But yes, there are people who are like that, they expect everyone else to look out for them. Partly because I'm a cynical Gen-Xer who regularly got the shaft as a young adult, partly because my parents taught me to be independent, I do stuff like check the dates of my own travel. And if I couldn't find an outlet, I'd ask an attendant or conductor to show me....

shoot, I don't even expect I'll get my bed put down in a timely manner; I know that car attendants are busy and often have more demanding people. So I'm always grateful when it is. ("Blessed are the pessimists, for they shall often be pleasantly surprised...")
 
I agree that domestic flying isn't that great. I'm not sure how this alone is supposed to make Amtrak look good though. Flying has the advantage of much faster speeds so even if the service is not that great the shorter duration and better ground services remove the need for many on-board amenities.

It doesn't make Amtrak look good. It's just the reality that all public transit in the USA is about the same. Sometimes you'll get a plane / bus/ roomette in great condition, sometimes it will be falling apart at the seams.

I love trains but if I had to choose between the writers bus-train-train connections in coach or flying I would def. choose flying. So I guess I agree with the writer.
 
I had TWO friends tag me in this crappy article on FB yesterday. Here's my response:

Yeah, I read that article. Keyword: COACH. If you're taking a long distance trip, ALWAYS get a Sleeper.

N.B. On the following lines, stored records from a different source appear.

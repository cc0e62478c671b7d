//! Shared test helpers for E2E and property tests.

use std::sync::atomic::{AtomicUsize, Ordering};

use airdrop_core::error::SourceError;
use airdrop_core::{
    Address, AirdropError, AirdropOutcome, EmissionSchedule, EmissionWindow, EventSource, Hash256,
    TransferEvent, TransferLog, TransferSemantics, collect_events, resolve_window,
};
use airdrop_source::{Snapshot, SnapshotBlock, SnapshotSource, SnapshotTransfer};
use async_trait::async_trait;
use num_bigint::BigUint;

/// Token address used throughout the tests.
pub const TOKEN: Address = Address([0xe5; 20]);

/// Simple address from a seed byte. Seed 0 is the zero address.
pub fn addr(seed: u8) -> Address {
    Address([seed; 20])
}

/// A timestamped transfer event, for driving the core directly.
pub fn event(from: Address, to: Address, amount: u64, block_height: u64, timestamp: u64) -> TransferEvent {
    TransferEvent {
        from,
        to,
        amount: BigUint::from(amount),
        block_height,
        timestamp,
    }
}

pub fn mint(to: Address, amount: u64, block_height: u64, timestamp: u64) -> TransferEvent {
    event(Address::ZERO, to, amount, block_height, timestamp)
}

/// Schedule over `[start_ts, end_ts]` paying `amount` base units.
pub fn schedule(start_block: u64, start_ts: u64, end_block: u64, end_ts: u64, amount: u64) -> EmissionSchedule {
    let window = EmissionWindow {
        start_block,
        end_block,
        start_timestamp: start_ts,
        end_timestamp: end_ts,
    };
    EmissionSchedule::new(window, BigUint::from(amount)).unwrap()
}

/// Builds a [`Snapshot`] block by block.
#[derive(Debug, Clone, Default)]
pub struct SnapshotBuilder {
    token: Option<Address>,
    blocks: Vec<SnapshotBlock>,
    transfers: Vec<SnapshotTransfer>,
}

impl SnapshotBuilder {
    pub fn new() -> Self {
        Self {
            token: Some(TOKEN),
            ..Self::default()
        }
    }

    pub fn block(mut self, height: u64, timestamp: u64) -> Self {
        self.blocks.push(SnapshotBlock {
            height,
            hash: None,
            timestamp,
        });
        self
    }

    pub fn transfer(mut self, from: Address, to: Address, amount: u64, block_height: u64) -> Self {
        let log_index = self
            .transfers
            .iter()
            .filter(|t| t.block_height == block_height)
            .count() as u64;
        self.transfers.push(SnapshotTransfer {
            from,
            to,
            amount: BigUint::from(amount),
            block_height,
            log_index,
        });
        self
    }

    pub fn mint(self, to: Address, amount: u64, block_height: u64) -> Self {
        self.transfer(Address::ZERO, to, amount, block_height)
    }

    pub fn burn(self, from: Address, amount: u64, block_height: u64) -> Self {
        self.transfer(from, Address::ZERO, amount, block_height)
    }

    pub fn build(self) -> Snapshot {
        Snapshot {
            token: self.token,
            blocks: self.blocks,
            transfers: self.transfers,
        }
    }

    pub fn source(self) -> SnapshotSource {
        SnapshotSource::new(self.build()).unwrap()
    }
}

/// The binary's pipeline: resolve the window, build the schedule, collect
/// events and replay them. `amount` is in base units.
pub async fn run_pipeline<S: EventSource + ?Sized>(
    source: &S,
    token: &Address,
    start_block: u64,
    end_block: u64,
    amount: u64,
    semantics: TransferSemantics,
) -> Result<AirdropOutcome, AirdropError> {
    let window = resolve_window(source, start_block, end_block).await?;
    let schedule = EmissionSchedule::new(window, BigUint::from(amount))?;
    let events = collect_events(source, token, end_block).await?;
    airdrop_core::run(&events, &schedule, semantics)
}

/// Wraps a source and counts log fetches and per-hash timestamp lookups.
pub struct CountingSource<S> {
    inner: S,
    log_fetches: AtomicUsize,
    hash_lookups: AtomicUsize,
}

impl<S> CountingSource<S> {
    pub fn new(inner: S) -> Self {
        Self {
            inner,
            log_fetches: AtomicUsize::new(0),
            hash_lookups: AtomicUsize::new(0),
        }
    }

    pub fn log_fetches(&self) -> usize {
        self.log_fetches.load(Ordering::SeqCst)
    }

    pub fn hash_lookups(&self) -> usize {
        self.hash_lookups.load(Ordering::SeqCst)
    }
}

#[async_trait]
impl<S: EventSource> EventSource for CountingSource<S> {
    async fn fetch_transfer_logs(
        &self,
        token: &Address,
        to_block: u64,
    ) -> Result<Vec<TransferLog>, SourceError> {
        self.log_fetches.fetch_add(1, Ordering::SeqCst);
        self.inner.fetch_transfer_logs(token, to_block).await
    }

    async fn block_timestamp(&self, height: u64) -> Result<u64, SourceError> {
        self.inner.block_timestamp(height).await
    }

    async fn block_timestamp_by_hash(&self, hash: &Hash256) -> Result<u64, SourceError> {
        self.hash_lookups.fetch_add(1, Ordering::SeqCst);
        self.inner.block_timestamp_by_hash(hash).await
    }
}
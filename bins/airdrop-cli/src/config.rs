//! Run configuration: an optional file, `AIRDROP_*` environment variables,
//! then command line flags, each layer overriding the previous one.

use std::path::{Path, PathBuf};
use std::time::Duration;

use airdrop_core::constants::DEFAULT_TOKEN_DECIMALS;
use airdrop_core::emission::scale_amount;
use airdrop_core::error::ConfigError;
use airdrop_core::{Address, TransferSemantics};
use airdrop_source::EthRpcConfig;
use anyhow::{Context, Result, bail};
use config::{Environment, File};
use num_bigint::BigUint;
use serde::Deserialize;

/// File read when `--config` is not given. Missing is not an error.
pub const DEFAULT_CONFIG_FILE: &str = "airdrop.toml";

/// Prefix for environment overrides, e.g. `AIRDROP_START_BLOCK`.
pub const ENV_PREFIX: &str = "AIRDROP";

#[derive(Debug, Clone, PartialEq, Eq, Deserialize)]
#[serde(default)]
pub struct AirdropConfig {
    /// ERC-20 contract whose holders are rewarded.
    pub token_address: Option<Address>,
    /// First block of the emission window.
    pub start_block: u64,
    /// Last block of the emission window; also the last block replayed.
    pub end_block: u64,
    /// Airdrop budget in whole tokens.
    pub airdrop_amount: u64,
    pub decimals: u32,
    pub transfer_semantics: TransferSemantics,
    /// JSON-RPC endpoint. Mutually exclusive with `snapshot`.
    pub rpc_url: Option<String>,
    /// Offline snapshot file. Mutually exclusive with `rpc_url`.
    pub snapshot: Option<PathBuf>,
    /// First block scanned for transfer logs (the token's deployment block).
    pub from_block: u64,
    pub log_chunk_size: Option<u64>,
    pub request_timeout_secs: u64,
    /// Reward list destination.
    pub output: PathBuf,
    pub log_level: String,
    /// "text" or "json".
    pub log_format: String,
}

impl Default for AirdropConfig {
    fn default() -> Self {
        Self {
            token_address: None,
            start_block: 0,
            end_block: 0,
            airdrop_amount: 0,
            decimals: DEFAULT_TOKEN_DECIMALS,
            transfer_semantics: TransferSemantics::default(),
            rpc_url: None,
            snapshot: None,
            from_block: 0,
            log_chunk_size: None,
            request_timeout_secs: 60,
            output: PathBuf::from("reward.json"),
            log_level: "info".to_string(),
            log_format: "text".to_string(),
        }
    }
}

/// Where events come from.
#[derive(Debug, Clone)]
pub enum SourceKind {
    Rpc(EthRpcConfig),
    Snapshot(PathBuf),
}

impl AirdropConfig {
    /// Load from `path` (or [`DEFAULT_CONFIG_FILE`] if present) and the
    /// process environment.
    pub fn load(path: Option<&Path>) -> Result<Self> {
        Self::load_with(path, Environment::with_prefix(ENV_PREFIX).try_parsing(true))
    }

    pub fn load_with(path: Option<&Path>, env: Environment) -> Result<Self> {
        let file = match path {
            Some(p) => File::from(p).required(true),
            None => File::from(Path::new(DEFAULT_CONFIG_FILE)).required(false),
        };
        let settings = config::Config::builder()
            .add_source(file)
            .add_source(env)
            .build()
            .context("failed to read configuration")?;
        settings
            .try_deserialize()
            .context("invalid configuration")
    }

    /// Checks shared by every command: a token, a non-empty block range and
    /// exactly one event source.
    pub fn validate_source(&self) -> Result<()> {
        if self.token_address.is_none() {
            bail!("token_address is required");
        }
        if self.end_block <= self.start_block {
            return Err(ConfigError::EmptyBlockRange {
                start: self.start_block,
                end: self.end_block,
            }
            .into());
        }
        match (&self.rpc_url, &self.snapshot) {
            (None, None) => bail!("one of rpc_url or snapshot is required"),
            (Some(_), Some(_)) => bail!("rpc_url and snapshot are mutually exclusive"),
            _ => {}
        }
        match self.log_format.as_str() {
            "text" | "json" => Ok(()),
            other => bail!("log_format must be \"text\" or \"json\", got {other:?}"),
        }
    }

    /// Full validation for an allocation run.
    pub fn validate(&self) -> Result<()> {
        self.validate_source()?;
        if self.airdrop_amount == 0 {
            return Err(ConfigError::ZeroAmount.into());
        }
        Ok(())
    }

    pub fn token(&self) -> Result<Address> {
        self.token_address.context("token_address is required")
    }

    /// Airdrop budget in the token's smallest unit.
    pub fn scaled_amount(&self) -> BigUint {
        scale_amount(self.airdrop_amount, self.decimals)
    }

    pub fn source_kind(&self) -> Result<SourceKind> {
        match (&self.rpc_url, &self.snapshot) {
            (Some(url), None) => Ok(SourceKind::Rpc(EthRpcConfig {
                url: url.clone(),
                from_block: self.from_block,
                log_chunk_size: self.log_chunk_size,
                request_timeout: Duration::from_secs(self.request_timeout_secs),
                ..EthRpcConfig::default()
            })),
            (None, Some(path)) => Ok(SourceKind::Snapshot(path.clone())),
            _ => bail!("exactly one of rpc_url or snapshot must be set"),
        }
    }
}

The author managed to extort a free upgrade to a Roomette, but not on the day he wanted. So, he traveled in Coach overnight. Not terrible, but not nearly as good as private quarters with lie flat beds, access to hot showers, and all meals in the Dining Car included. He started out bitter about not having the trip he expected to have, and he stayed that way.

Also, the author repeatedly compared Amtrak to flying. Big mistake. Amtrak should be compared with long distance road trips. When comparing costs of mileage, gas, meals, and lodging, a Roomette on Amtrak is usually equal or less, and much less stressful.

And, Amtrak quite literally keeps America connected. It serves many small communities that airlines refuse to serve. It's a lifeline for thousands of families each year.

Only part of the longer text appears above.